■ What you are asked to do: The lines to repeat are those below from the one containing "let mut passes = 0;" down to the one containing "if mistakes == 0", both included; reproduce them exactly and nothing else.

■ Saved data entries:
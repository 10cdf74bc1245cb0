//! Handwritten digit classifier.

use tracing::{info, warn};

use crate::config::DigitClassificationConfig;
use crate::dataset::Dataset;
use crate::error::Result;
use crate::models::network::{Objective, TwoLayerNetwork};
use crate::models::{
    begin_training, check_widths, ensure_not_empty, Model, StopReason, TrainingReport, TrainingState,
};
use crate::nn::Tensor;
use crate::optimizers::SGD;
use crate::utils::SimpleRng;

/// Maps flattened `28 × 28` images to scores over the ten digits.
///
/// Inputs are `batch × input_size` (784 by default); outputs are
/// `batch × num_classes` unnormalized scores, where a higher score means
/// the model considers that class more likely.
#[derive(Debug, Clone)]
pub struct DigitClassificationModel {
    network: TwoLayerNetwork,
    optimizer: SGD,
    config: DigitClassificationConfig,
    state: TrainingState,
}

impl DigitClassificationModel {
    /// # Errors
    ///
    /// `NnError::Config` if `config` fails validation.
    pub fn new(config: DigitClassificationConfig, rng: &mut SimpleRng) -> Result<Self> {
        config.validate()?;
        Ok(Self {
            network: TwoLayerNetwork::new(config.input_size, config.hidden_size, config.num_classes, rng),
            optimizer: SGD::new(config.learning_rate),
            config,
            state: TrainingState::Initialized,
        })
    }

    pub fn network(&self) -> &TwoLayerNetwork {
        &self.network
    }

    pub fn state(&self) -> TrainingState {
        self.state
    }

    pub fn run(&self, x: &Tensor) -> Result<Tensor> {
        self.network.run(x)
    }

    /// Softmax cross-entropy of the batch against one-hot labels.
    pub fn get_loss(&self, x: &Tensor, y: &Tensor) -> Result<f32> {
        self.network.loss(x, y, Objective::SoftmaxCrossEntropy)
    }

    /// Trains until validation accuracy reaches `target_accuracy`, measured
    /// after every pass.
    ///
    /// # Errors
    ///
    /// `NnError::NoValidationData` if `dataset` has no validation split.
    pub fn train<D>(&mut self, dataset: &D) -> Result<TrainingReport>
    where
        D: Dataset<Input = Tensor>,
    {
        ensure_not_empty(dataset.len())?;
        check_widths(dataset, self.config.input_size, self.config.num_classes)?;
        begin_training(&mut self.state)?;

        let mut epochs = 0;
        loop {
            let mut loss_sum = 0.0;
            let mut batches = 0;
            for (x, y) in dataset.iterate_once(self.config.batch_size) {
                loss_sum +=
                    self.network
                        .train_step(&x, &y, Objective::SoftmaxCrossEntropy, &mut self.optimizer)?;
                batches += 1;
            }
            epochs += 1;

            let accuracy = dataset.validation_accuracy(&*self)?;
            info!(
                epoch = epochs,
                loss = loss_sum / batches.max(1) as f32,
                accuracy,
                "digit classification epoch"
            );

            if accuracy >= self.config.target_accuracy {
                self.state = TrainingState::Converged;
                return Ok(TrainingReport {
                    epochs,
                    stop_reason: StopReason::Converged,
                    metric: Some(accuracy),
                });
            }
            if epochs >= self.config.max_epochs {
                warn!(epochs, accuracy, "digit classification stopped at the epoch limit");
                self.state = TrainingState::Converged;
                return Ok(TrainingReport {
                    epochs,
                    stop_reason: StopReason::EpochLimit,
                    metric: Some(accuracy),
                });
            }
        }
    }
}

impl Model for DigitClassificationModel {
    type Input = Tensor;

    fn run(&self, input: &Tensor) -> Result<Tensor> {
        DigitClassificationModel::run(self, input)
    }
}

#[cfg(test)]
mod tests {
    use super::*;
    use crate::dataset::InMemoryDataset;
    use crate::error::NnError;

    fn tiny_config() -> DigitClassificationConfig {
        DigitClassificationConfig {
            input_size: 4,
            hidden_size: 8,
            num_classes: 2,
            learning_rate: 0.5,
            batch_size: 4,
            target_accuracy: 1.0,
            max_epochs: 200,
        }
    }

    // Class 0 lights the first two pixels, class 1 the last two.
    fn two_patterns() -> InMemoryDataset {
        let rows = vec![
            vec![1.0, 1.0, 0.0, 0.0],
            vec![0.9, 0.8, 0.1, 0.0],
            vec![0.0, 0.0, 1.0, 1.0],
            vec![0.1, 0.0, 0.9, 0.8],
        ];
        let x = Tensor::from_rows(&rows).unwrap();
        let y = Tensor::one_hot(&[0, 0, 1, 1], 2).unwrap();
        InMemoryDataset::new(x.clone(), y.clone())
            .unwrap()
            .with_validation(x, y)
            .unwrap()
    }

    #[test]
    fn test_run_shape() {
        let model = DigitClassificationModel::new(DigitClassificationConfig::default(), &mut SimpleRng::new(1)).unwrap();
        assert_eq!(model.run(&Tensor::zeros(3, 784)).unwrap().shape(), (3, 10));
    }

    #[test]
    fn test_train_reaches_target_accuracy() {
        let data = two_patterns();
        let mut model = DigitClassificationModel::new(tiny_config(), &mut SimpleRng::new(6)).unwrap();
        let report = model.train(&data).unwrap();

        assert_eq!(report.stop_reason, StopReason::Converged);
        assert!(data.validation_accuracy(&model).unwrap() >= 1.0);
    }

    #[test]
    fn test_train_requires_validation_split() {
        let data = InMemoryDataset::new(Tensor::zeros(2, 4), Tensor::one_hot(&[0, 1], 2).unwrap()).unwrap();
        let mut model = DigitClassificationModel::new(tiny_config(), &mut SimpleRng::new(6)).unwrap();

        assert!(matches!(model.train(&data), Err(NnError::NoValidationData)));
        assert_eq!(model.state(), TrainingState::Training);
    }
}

...

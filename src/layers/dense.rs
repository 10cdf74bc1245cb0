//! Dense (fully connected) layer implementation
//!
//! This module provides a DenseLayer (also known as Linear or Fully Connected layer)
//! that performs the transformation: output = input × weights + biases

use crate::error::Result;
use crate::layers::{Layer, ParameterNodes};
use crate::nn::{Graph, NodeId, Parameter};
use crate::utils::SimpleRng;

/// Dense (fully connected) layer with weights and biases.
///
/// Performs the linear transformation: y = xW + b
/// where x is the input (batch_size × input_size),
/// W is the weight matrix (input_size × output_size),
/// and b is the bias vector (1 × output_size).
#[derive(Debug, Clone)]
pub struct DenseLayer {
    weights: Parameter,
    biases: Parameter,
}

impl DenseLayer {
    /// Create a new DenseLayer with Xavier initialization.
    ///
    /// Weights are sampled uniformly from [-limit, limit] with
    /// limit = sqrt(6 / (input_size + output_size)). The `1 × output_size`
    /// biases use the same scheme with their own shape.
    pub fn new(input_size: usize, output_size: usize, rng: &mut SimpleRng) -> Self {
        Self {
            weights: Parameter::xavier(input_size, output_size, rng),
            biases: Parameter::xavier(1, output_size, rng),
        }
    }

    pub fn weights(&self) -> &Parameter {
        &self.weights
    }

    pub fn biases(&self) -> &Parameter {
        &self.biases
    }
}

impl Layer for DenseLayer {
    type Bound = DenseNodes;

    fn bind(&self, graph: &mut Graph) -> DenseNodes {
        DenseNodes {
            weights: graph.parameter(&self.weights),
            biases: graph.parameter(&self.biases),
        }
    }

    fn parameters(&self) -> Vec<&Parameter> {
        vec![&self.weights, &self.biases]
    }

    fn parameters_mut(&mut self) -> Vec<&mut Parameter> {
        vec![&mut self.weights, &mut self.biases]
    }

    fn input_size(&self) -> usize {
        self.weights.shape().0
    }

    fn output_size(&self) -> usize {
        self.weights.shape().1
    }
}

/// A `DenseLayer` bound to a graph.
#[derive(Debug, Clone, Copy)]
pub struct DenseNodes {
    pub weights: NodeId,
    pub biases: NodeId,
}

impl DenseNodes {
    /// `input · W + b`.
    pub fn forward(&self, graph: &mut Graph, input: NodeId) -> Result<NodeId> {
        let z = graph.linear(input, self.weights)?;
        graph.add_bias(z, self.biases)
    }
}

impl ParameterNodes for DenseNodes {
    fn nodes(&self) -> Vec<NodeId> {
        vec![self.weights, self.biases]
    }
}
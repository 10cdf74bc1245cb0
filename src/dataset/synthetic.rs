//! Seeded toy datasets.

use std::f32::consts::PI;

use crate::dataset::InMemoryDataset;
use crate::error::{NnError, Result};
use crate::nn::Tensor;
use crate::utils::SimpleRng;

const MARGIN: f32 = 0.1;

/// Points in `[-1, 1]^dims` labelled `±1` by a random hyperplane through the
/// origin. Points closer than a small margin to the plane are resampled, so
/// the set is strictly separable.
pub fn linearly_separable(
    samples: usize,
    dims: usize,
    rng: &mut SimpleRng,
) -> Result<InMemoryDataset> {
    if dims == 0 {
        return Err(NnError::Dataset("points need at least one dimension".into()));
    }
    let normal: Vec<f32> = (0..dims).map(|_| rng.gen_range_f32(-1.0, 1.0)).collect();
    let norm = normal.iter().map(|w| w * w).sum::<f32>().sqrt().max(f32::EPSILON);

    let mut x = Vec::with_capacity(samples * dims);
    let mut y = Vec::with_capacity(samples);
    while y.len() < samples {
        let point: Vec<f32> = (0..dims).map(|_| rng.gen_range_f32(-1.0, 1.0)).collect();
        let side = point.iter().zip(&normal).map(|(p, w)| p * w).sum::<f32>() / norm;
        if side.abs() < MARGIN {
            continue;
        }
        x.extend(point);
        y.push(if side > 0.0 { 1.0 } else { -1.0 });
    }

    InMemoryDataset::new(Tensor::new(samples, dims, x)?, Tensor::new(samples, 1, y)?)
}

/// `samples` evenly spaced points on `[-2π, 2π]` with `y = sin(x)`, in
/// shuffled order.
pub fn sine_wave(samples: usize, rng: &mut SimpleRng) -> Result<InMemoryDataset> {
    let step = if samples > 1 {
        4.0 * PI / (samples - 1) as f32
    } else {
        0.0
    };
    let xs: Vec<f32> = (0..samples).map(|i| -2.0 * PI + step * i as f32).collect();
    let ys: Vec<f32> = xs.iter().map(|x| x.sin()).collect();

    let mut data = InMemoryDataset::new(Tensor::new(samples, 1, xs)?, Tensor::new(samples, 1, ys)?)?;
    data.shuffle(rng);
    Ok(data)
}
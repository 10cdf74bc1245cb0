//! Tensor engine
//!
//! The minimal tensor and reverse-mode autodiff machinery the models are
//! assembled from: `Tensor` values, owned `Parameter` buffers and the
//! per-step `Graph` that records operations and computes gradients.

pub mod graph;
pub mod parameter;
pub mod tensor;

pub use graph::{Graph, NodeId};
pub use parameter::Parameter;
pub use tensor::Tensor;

* * *

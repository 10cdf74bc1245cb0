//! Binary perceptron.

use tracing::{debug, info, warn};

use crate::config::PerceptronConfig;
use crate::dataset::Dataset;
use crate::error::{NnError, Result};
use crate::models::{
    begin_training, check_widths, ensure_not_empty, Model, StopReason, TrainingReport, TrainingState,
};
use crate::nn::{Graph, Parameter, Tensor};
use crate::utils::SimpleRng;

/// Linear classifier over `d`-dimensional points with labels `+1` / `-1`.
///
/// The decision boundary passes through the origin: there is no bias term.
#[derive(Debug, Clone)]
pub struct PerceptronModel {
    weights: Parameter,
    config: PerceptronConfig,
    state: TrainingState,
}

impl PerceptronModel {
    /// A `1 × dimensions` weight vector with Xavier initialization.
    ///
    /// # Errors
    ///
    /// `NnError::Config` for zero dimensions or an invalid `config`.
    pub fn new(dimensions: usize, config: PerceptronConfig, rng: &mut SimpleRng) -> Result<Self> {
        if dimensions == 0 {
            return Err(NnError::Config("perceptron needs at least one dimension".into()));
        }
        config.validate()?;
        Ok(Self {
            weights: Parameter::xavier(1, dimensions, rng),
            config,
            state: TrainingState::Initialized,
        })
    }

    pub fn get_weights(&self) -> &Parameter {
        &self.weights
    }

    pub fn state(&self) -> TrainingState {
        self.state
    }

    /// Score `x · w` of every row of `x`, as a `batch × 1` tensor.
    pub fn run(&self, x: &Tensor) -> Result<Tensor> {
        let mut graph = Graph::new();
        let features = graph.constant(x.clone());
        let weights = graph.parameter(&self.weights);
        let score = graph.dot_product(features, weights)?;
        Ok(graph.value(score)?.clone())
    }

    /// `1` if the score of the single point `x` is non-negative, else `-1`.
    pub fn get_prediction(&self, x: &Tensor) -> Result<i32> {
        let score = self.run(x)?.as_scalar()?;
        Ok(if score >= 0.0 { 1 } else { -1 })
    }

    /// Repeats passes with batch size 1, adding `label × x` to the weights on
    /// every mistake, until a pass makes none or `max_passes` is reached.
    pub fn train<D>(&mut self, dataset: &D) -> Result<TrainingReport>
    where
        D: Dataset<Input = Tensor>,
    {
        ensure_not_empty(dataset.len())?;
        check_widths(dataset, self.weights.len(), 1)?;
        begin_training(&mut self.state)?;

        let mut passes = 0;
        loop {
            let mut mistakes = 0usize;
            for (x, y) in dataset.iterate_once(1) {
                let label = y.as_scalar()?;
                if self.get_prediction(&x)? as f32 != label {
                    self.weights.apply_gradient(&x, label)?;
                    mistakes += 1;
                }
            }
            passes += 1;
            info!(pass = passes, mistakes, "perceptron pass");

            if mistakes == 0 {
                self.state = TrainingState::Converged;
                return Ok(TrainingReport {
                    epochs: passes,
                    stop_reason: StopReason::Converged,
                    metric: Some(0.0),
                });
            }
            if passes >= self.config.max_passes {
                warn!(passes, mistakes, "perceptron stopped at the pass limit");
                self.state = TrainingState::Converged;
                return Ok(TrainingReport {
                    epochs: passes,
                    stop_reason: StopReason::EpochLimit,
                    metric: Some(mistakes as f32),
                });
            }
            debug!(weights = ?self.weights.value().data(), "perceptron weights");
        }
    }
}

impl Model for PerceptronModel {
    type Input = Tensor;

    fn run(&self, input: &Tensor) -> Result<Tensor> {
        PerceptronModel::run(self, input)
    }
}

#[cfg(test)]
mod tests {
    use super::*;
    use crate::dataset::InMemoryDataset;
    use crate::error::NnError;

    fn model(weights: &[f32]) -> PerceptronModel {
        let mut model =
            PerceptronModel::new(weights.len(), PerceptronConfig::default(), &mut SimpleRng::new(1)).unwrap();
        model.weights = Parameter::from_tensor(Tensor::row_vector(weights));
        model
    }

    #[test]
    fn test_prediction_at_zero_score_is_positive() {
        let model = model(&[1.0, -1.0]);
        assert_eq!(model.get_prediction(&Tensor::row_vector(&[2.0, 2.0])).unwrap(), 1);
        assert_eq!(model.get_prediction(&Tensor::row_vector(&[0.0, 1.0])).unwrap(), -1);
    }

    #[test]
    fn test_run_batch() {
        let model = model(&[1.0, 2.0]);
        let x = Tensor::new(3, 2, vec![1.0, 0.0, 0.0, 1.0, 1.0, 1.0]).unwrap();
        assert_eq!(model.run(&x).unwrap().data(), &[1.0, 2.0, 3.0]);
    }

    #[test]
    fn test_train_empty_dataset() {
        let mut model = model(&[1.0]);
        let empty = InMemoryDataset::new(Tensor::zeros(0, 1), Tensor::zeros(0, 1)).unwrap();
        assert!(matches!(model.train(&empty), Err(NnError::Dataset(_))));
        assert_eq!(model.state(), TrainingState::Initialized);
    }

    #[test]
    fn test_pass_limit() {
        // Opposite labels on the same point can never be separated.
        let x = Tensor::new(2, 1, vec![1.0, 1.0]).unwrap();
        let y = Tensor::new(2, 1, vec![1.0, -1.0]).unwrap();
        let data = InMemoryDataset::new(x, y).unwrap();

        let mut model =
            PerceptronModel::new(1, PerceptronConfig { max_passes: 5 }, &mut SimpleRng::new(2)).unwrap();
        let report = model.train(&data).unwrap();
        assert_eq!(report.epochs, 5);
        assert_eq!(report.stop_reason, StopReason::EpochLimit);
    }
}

■ Completed exercise:
        let mut passes = 0;
        loop {
            let mut mistakes = 0usize;
            for (x, y) in dataset.iterate_once(1) {
                let label = y.as_scalar()?;
                if self.get_prediction(&x)? as f32 != label {
                    self.weights.apply_gradient(&x, label)?;
                    mistakes += 1;
                }
            }
            passes += 1;
            info!(pass = passes, mistakes, "perceptron pass");

            if mistakes == 0 {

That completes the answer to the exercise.